The Columbus Museum of Art (CMA) was built in the 1930s and expanded in the 1970s, and was again in need of expansion. The board commissioned a master plan centered on the idea of expansion, but in the meantime they needed to renovate the historic museum building in order to continue providing guests with a great museum-going experience as well as to prepare for future expansion.
CMA’s original building has its formal “front” on Broad Street—a significant urban corridor. A 1970s expansion included an addition and parking lot to the north of the 1930s building. The new addition will envelope the 1970s wing and expand the museum building toward the east. The historic gallery building will remain as the centerpiece of the expanded museum.
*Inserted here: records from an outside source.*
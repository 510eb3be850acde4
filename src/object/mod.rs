pub mod blob;
pub mod commit;
pub mod store;
pub mod tag;
pub mod tree;

pub use blob::{blob_exists, read_blob, write_blob};
pub use commit::{commit_exists, read_commit, write_commit};
pub use store::{object_exists, read_object, write_object};
pub use tag::{read_tag, tag_exists, write_tag};
pub use tree::{read_tree, tree_exists, write_tree};
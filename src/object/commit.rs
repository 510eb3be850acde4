use crate::error::{Error, Result};
use crate::hash::{Hash, ObjectKind};
use crate::object::store::{object_exists, read_object, write_object};
use crate::repo::Repo;
use crate::types::Commit;

/// serialize a commit to its line-oriented grammar:
///
/// ```text
/// tree <hex>
/// parent <hex>      (zero or more, in parent order)
/// author <identity> <timestamp>
/// committer <identity> <timestamp>
///
/// <message>
/// ```
///
/// no `parent None` sentinel line is ever written; a root commit simply
/// has zero `parent` lines.
pub fn encode_commit(commit: &Commit) -> Vec<u8> {
    let mut out = String::new();
    out.push_str(&format!("tree {}\n", commit.tree));
    for parent in &commit.parents {
        out.push_str(&format!("parent {}\n", parent));
    }
    out.push_str(&format!("author {} {}\n", commit.author, commit.author_time));
    out.push_str(&format!(
        "committer {} {}\n",
        commit.committer, commit.committer_time
    ));
    out.push('\n');
    out.push_str(&commit.message);
    out.into_bytes()
}

pub fn decode_commit(id: &Hash, body: &[u8]) -> Result<Commit> {
    let text = std::str::from_utf8(body)
        .map_err(|_| Error::CorruptObject(*id, "commit body is not utf-8".to_string()))?;

    let (header, message) = text
        .split_once("\n\n")
        .ok_or_else(|| Error::CorruptObject(*id, "missing header/message separator".to_string()))?;

    let mut tree = None;
    let mut parents = Vec::new();
    let mut author = None;
    let mut committer = None;

    for line in header.lines() {
        if let Some(rest) = line.strip_prefix("tree ") {
            tree = Some(
                Hash::from_hex(rest)
                    .map_err(|_| Error::CorruptObject(*id, format!("bad tree hash: {}", rest)))?,
            );
        } else if let Some(rest) = line.strip_prefix("parent ") {
            parents.push(
                Hash::from_hex(rest)
                    .map_err(|_| Error::CorruptObject(*id, format!("bad parent hash: {}", rest)))?,
            );
        } else if let Some(rest) = line.strip_prefix("author ") {
            author = Some(parse_identity_line(id, rest)?);
        } else if let Some(rest) = line.strip_prefix("committer ") {
            committer = Some(parse_identity_line(id, rest)?);
        } else {
            return Err(Error::CorruptObject(*id, format!("unexpected header line: {}", line)));
        }
    }

    let tree = tree.ok_or_else(|| Error::CorruptObject(*id, "missing tree line".to_string()))?;
    let (author, author_time) =
        author.ok_or_else(|| Error::CorruptObject(*id, "missing author line".to_string()))?;
    let (committer, committer_time) =
        committer.ok_or_else(|| Error::CorruptObject(*id, "missing committer line".to_string()))?;

    Ok(Commit {
        tree,
        parents,
        author,
        author_time,
        committer,
        committer_time,
        message: message.to_string(),
    })
}

/// identity lines are `<identity> <timestamp>`; identity may contain
/// spaces, so split at the *last* space rather than the first.
fn parse_identity_line(id: &Hash, rest: &str) -> Result<(String, i64)> {
    let (identity, ts) = rest
        .rsplit_once(' ')
        .ok_or_else(|| Error::CorruptObject(*id, format!("malformed identity line: {}", rest)))?;
    let ts: i64 = ts
        .parse()
        .map_err(|_| Error::CorruptObject(*id, format!("bad timestamp: {}", ts)))?;
    Ok((identity.to_string(), ts))
}

pub fn write_commit(repo: &Repo, commit: &Commit) -> Result<Hash> {
    let body = encode_commit(commit);
    write_object(repo, ObjectKind::Commit, &body)
}

pub fn read_commit(repo: &Repo, id: &Hash) -> Result<Commit> {
    let (kind, body) = read_object(repo, id)?;
    if kind != ObjectKind::Commit {
        return Err(Error::CorruptObject(*id, format!("expected commit, found {}", kind)));
    }
    decode_commit(id, &body)
}

pub fn commit_exists(repo: &Repo, id: &Hash) -> bool {
    object_exists(repo, id)
}
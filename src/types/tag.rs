use crate::hash::{Hash, ObjectKind};

/// an annotated tag object: a named, dated pointer at another object with
/// a message, distinct from a lightweight ref.
#[derive(Clone, Debug, PartialEq, Eq)]
pub struct Tag {
    pub object: Hash,
    pub kind: ObjectKind,
    pub tag: String,
    pub tagger: String,
    pub tag_time: i64,
    pub message: String,
}

impl Tag {
    pub fn new(
        object: Hash,
        kind: ObjectKind,
        tag: impl Into<String>,
        tagger: impl Into<String>,
        tag_time: i64,
        message: impl Into<String>,
    ) -> Self {
        Self {
            object,
            kind,
            tag: tag.into(),
            tagger: tagger.into(),
            tag_time,
            message: message.into(),
        }
    }
}

#[cfg(test)]
mod tests {
    use super::*;

    #[test]
    fn test_tag_new() {
        let t = Tag::new(Hash::ZERO, ObjectKind::Commit, "v1.0", "jane", 100, "release");
        assert_eq!(t.tag, "v1.0");
        assert_eq!(t.kind, ObjectKind::Commit);
    }
}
This “paint and fix” project turned into a project to bring back the spirit of the original museum. The museum’s premier special events space was uninviting in terms of accessibility, scale, acoustics, and lighting. In addition, it had begun its life as an open-air courtyard and was subsequently enclosed with a heavy ceiling that altered the feel of the space significantly. Gallery spaces were “tired.” The museum wasn’t able to adequately serve patrons who wanted a modern, interactive experience.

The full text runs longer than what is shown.